The European Central Bank is also putting €30 billion into the markets along with the Swiss National Bank – in a move being seen as a quick fix solution amid the uncertainty.
In the US, the Federal Reserve has made similar moves, widening the collateral it accepts for loans to securities firms.
The cash injection – called an “exceptional fine tuning operation” – takes the form of a three-day loan to aid the short-term liquidity of the market.
A Bank of England spokesperson said: “This is the kind of thing we do from time to time and we last offered exceptional fine tuning in March.”
The Bank of England has been in contact with authorities in the US during the weekend and the Financial Services Authority (FSA) that oversees UK banking as the crisis has developed.

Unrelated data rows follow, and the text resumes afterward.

//! Computer-vs-computer matches.
//!
//! Plays many seeded games between two difficulties and tallies the results,
//! which is how the relative strength of the opponents is checked.

use serde::{Deserialize, Serialize};

use crate::core::{Difficulty, GameConfig, GameRng, PlayerId, PlayerMap, DEFAULT_EXPERT_PROBABILITY};
use crate::error::SimulationError;

use super::game::{Controller, Session};

/// Configuration for a match.
#[derive(Clone, Debug, Serialize, Deserialize)]
pub struct MatchConfig {
    /// Difficulty in the first seat.
    pub first: Difficulty,

    /// Difficulty in the second seat.
    pub second: Difficulty,

    /// Number of games to play.
    pub games: u32,

    /// Seed for the match; each game gets its own fork.
    pub seed: u64,

    /// Expert probability for intermediate seats.
    pub expert_probability: f64,
}

impl Default for MatchConfig {
    fn default() -> Self {
        Self {
            first: Difficulty::Expert,
            second: Difficulty::Novice,
            games: 100,
            seed: 42,
            expert_probability: DEFAULT_EXPERT_PROBABILITY,
        }
    }
}

impl MatchConfig {
    /// Create a match between two difficulties.
    pub fn new(first: Difficulty, second: Difficulty) -> Self {
        Self {
            first,
            second,
            ..Self::default()
        }
    }

    /// Set number of games.
    pub fn with_games(mut self, games: u32) -> Self {
        self.games = games;
        self
    }

    /// Set the match seed.
    pub fn with_seed(mut self, seed: u64) -> Self {
        self.seed = seed;
        self
    }

    /// Set the intermediate expert probability.
    pub fn with_expert_probability(mut self, probability: f64) -> Self {
        self.expert_probability = probability;
        self
    }
}

/// Tallied match results.
#[derive(Clone, Debug, PartialEq, Eq, Serialize, Deserialize)]
pub struct MatchReport {
    /// Games played.
    pub games: u32,

    /// Wins per seat.
    pub wins: PlayerMap<u32>,

    /// Games won by whoever moved first.
    pub first_mover_wins: u32,

    /// Moves played across all games.
    pub total_turns: u64,
}

impl MatchReport {
    /// Fraction of games won by a seat.
    #[must_use]
    pub fn win_rate(&self, player: PlayerId) -> f64 {
        if self.games == 0 {
            return 0.0;
        }
        f64::from(self.wins[player]) / f64::from(self.games)
    }

    /// Average number of moves per game.
    #[must_use]
    pub fn average_turns(&self) -> f64 {
        if self.games == 0 {
            return 0.0;
        }
        self.total_turns as f64 / f64::from(self.games)
    }
}

/// Play a full match.
pub fn run_match(config: &MatchConfig) -> Result<MatchReport, SimulationError> {
    let mut rng = GameRng::new(config.seed);
    let controllers = PlayerMap::from_pair(Controller::Cpu(config.first), Controller::Cpu(config.second));

    let mut report = MatchReport {
        games: 0,
        wins: PlayerMap::with_value(0),
        first_mover_wins: 0,
        total_turns: 0,
    };

    for game in 0..config.games {
        let game_config = GameConfig::default()
            .with_seed(rng.fork().seed())
            .with_expert_probability(config.expert_probability);

        let mut session = Session::new(&game_config, controllers.clone())?;
        let result = session.play_out()?;

        report.games += 1;
        report.wins[result.winner] += 1;
        if result.winner == session.first_player() {
            report.first_mover_wins += 1;
        }
        report.total_turns += session.history().len() as u64;

        tracing::debug!(game, winner = %result.winner, turns = session.history().len(), "match game finished");
    }

    tracing::info!(
        games = report.games,
        first_wins = report.wins[PlayerId::FIRST],
        second_wins = report.wins[PlayerId::SECOND],
        "match finished"
    );
    Ok(report)
}
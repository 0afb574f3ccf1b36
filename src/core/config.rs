//! Game configuration.
//!
//! The board shape is fixed; what a game can configure is the opponent's
//! difficulty, how often the intermediate opponent plays expert moves, the
//! RNG seed and who moves first.

use serde::{Deserialize, Serialize};

use super::player::{PlayerId, PLAYER_COUNT};
use crate::error::ConfigError;

/// Pins per row at the start of every game.
pub const INITIAL_ROWS: [u32; 3] = [3, 5, 7];

/// Chance that the intermediate opponent plays an expert move.
pub const DEFAULT_EXPERT_PROBABILITY: f64 = 0.6;

/// Computer opponent strength.
#[derive(Clone, Copy, Debug, PartialEq, Eq, Hash, Serialize, Deserialize)]
pub enum Difficulty {
    Novice,
    Intermediate,
    Expert,
}

impl Difficulty {
    pub const ALL: [Difficulty; 3] = [Difficulty::Novice, Difficulty::Intermediate, Difficulty::Expert];

    /// Menu number shown to the player (1-3).
    #[must_use]
    pub fn menu_number(self) -> u8 {
        match self {
            Difficulty::Novice => 1,
            Difficulty::Intermediate => 2,
            Difficulty::Expert => 3,
        }
    }
}

impl std::fmt::Display for Difficulty {
    fn fmt(&self, f: &mut std::fmt::Formatter<'_>) -> std::fmt::Result {
        let name = match self {
            Difficulty::Novice => "novice",
            Difficulty::Intermediate => "intermediate",
            Difficulty::Expert => "expert",
        };
        f.write_str(name)
    }
}

impl std::str::FromStr for Difficulty {
    type Err = ConfigError;

    /// Accepts either the name or the menu number.
    fn from_str(s: &str) -> Result<Self, Self::Err> {
        match s.trim().to_ascii_lowercase().as_str() {
            "1" | "novice" => Ok(Difficulty::Novice),
            "2" | "intermediate" => Ok(Difficulty::Intermediate),
            "3" | "expert" => Ok(Difficulty::Expert),
            other => Err(ConfigError::UnknownDifficulty(other.to_string())),
        }
    }
}

/// Session configuration.
#[derive(Clone, Debug, Serialize, Deserialize)]
pub struct GameConfig {
    /// Strength of the computer opponent.
    pub difficulty: Difficulty,

    /// Probability that the intermediate opponent delegates to the expert.
    pub expert_probability: f64,

    /// Random seed. Same seed produces the same game given the same human input.
    pub seed: u64,

    /// Seat that moves first. `None` picks one at random from the seed.
    pub first_player: Option<PlayerId>,
}

impl Default for GameConfig {
    fn default() -> Self {
        Self {
            difficulty: Difficulty::Intermediate,
            expert_probability: DEFAULT_EXPERT_PROBABILITY,
            seed: 42,
            first_player: None,
        }
    }
}

impl GameConfig {
    /// Set the opponent difficulty.
    pub fn with_difficulty(mut self, difficulty: Difficulty) -> Self {
        self.difficulty = difficulty;
        self
    }

    /// Set the intermediate opponent's expert probability.
    pub fn with_expert_probability(mut self, probability: f64) -> Self {
        self.expert_probability = probability;
        self
    }

    /// Set the random seed.
    pub fn with_seed(mut self, seed: u64) -> Self {
        self.seed = seed;
        self
    }

    /// Fix the seat that moves first.
    pub fn with_first_player(mut self, player: PlayerId) -> Self {
        self.first_player = Some(player);
        self
    }

    /// Check that all values are in range.
    pub fn validate(&self) -> Result<(), ConfigError> {
        if !(0.0..=1.0).contains(&self.expert_probability) {
            return Err(ConfigError::ExpertProbability(self.expert_probability));
        }
        if let Some(player) = self.first_player {
            if player.index() >= PLAYER_COUNT {
                return Err(ConfigError::UnknownSeat(player.into()));
            }
        }
        Ok(())
    }
}
//! Move generation, move application and win detection.
//!
//! All functions are pure: they read a `Board` and return new values.

use smallvec::SmallVec;

use crate::core::{Blocks, Board, Move, PlayerId};
use crate::error::MoveError;

/// Result of a completed game.
#[derive(Clone, Copy, Debug, PartialEq, Eq)]
pub struct GameResult {
    /// The player who did not take the last pin.
    pub winner: PlayerId,
}

impl GameResult {
    /// Check if a player won.
    #[must_use]
    pub fn is_winner(&self, player: PlayerId) -> bool {
        self.winner == player
    }

    /// The player who took the last pin.
    #[must_use]
    pub fn loser(&self) -> PlayerId {
        self.winner.opponent()
    }
}

/// Enumerate every legal move.
///
/// Order is rows, then blocks, then `count` ascending, then `start`
/// ascending. An empty board yields no moves, which is how callers detect
/// the end of the game.
///
/// ```
/// use pins::core::{Board, Move};
/// use pins::rules::legal_moves;
///
/// let board = Board::from_rows(vec![vec![2]]).unwrap();
/// assert_eq!(
///     legal_moves(&board),
///     vec![Move::new(0, 0, 0, 1), Move::new(0, 0, 1, 1), Move::new(0, 0, 0, 2)]
/// );
/// ```
#[must_use]
pub fn legal_moves(board: &Board) -> Vec<Move> {
    let mut moves = Vec::with_capacity(move_count(board));

    for (row, r) in board.rows().enumerate() {
        for (block, &size) in r.blocks().iter().enumerate() {
            for count in 1..=size {
                for start in 0..=size - count {
                    moves.push(Move::new(row, block, start, count));
                }
            }
        }
    }

    tracing::trace!(board = %board, moves = moves.len(), "generated moves");
    moves
}

/// Number of legal moves: a block of `n` pins has `n(n+1)/2` contiguous runs.
#[must_use]
pub fn move_count(board: &Board) -> usize {
    board
        .blocks()
        .map(|n| (n as usize * (n as usize + 1)) / 2)
        .sum()
}

/// Check a move against a board without applying it.
pub fn validate_move(board: &Board, mv: &Move) -> Result<u32, MoveError> {
    let row = board.row(mv.row).ok_or(MoveError::RowOutOfRange {
        row: mv.row,
        rows: board.row_count(),
    })?;
    let block_size = row
        .blocks()
        .get(mv.block)
        .copied()
        .ok_or(MoveError::BlockOutOfRange {
            row: mv.row,
            block: mv.block,
            blocks: row.blocks().len(),
        })?;

    if mv.count == 0 {
        return Err(MoveError::ZeroCount);
    }
    if !mv.fits(block_size) {
        return Err(MoveError::PastBlockEnd {
            start: mv.start,
            count: mv.count,
            block_size,
        });
    }
    Ok(block_size)
}

/// Apply a move, returning the successor board.
///
/// The targeted block is replaced by its non-empty remainders, the row is
/// re-sorted, and the row is dropped if nothing is left. The input board is
/// not modified.
///
/// ```
/// use pins::core::{Board, Move};
/// use pins::rules::apply_move;
///
/// let board = Board::from_rows(vec![vec![3]]).unwrap();
/// let next = apply_move(&board, &Move::new(0, 0, 1, 1)).unwrap();
/// assert_eq!(next.to_vecs(), vec![vec![1, 1]]);
/// ```
pub fn apply_move(board: &Board, mv: &Move) -> Result<Board, MoveError> {
    let block_size = validate_move(board, mv)?;
    Ok(split_block(board, mv, block_size))
}

/// Apply a move taken from `legal_moves(board)`.
///
/// Skips validation; callers guarantee the move came from the generator.
pub(crate) fn successor(board: &Board, mv: &Move) -> Board {
    let block_size = board.block(mv.row, mv.block);
    debug_assert!(
        block_size.is_some_and(|size| mv.fits(size)),
        "move {mv:?} is not legal on {board}"
    );
    split_block(board, mv, block_size.unwrap_or_default())
}

fn split_block(board: &Board, mv: &Move, block_size: u32) -> Board {
    let (left, right) = mv.remainders(block_size);

    let mut blocks: Blocks = board
        .row(mv.row)
        .map(|r| SmallVec::from_slice(r.blocks()))
        .unwrap_or_default();
    blocks.remove(mv.block);
    blocks.extend([left, right].into_iter().filter(|&n| n > 0));

    board.replace_row(mv.row, blocks)
}

/// Check if the game is over.
///
/// `to_move` is the player whose turn it would be. On an empty board the
/// other player took the last pin, so `to_move` wins.
#[must_use]
pub fn outcome(board: &Board, to_move: PlayerId) -> Option<GameResult> {
    board.is_empty().then_some(GameResult { winner: to_move })
}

The central bank maintains it will be carefully monitoring the conditions in sterling money markets and will take appropriate actions if necessary to stabilise those markets.
Howard Archer, chief UK economist at Global Insight, said: “There is obviously widespread concern about other bank’s exposure to
Lehman Brothers, not only in the US but also in Europe.
“Lehman’s collapse also increases concerns that other banks could fail. As a result, banks are likely to become even more reluctant to lend to each other, thereby increasing the risk that the credit crunch will deepen and last for some considerable time to come.
“This in turn increases the already serious downside risks to growth in the UK and the eurozone, and heightens the danger of recession. Hence, central banks’ keenness to provide extra liquidity.”
He added: “The form and extent of further central bank action will clearly be determined by how serious they perceive the fall-out from Lehman Brothers’ collapse is and what happens in the financial markets. It could ultimately lead to earlier than expected interest rate cuts by the Bank of England and the European Central Bank.”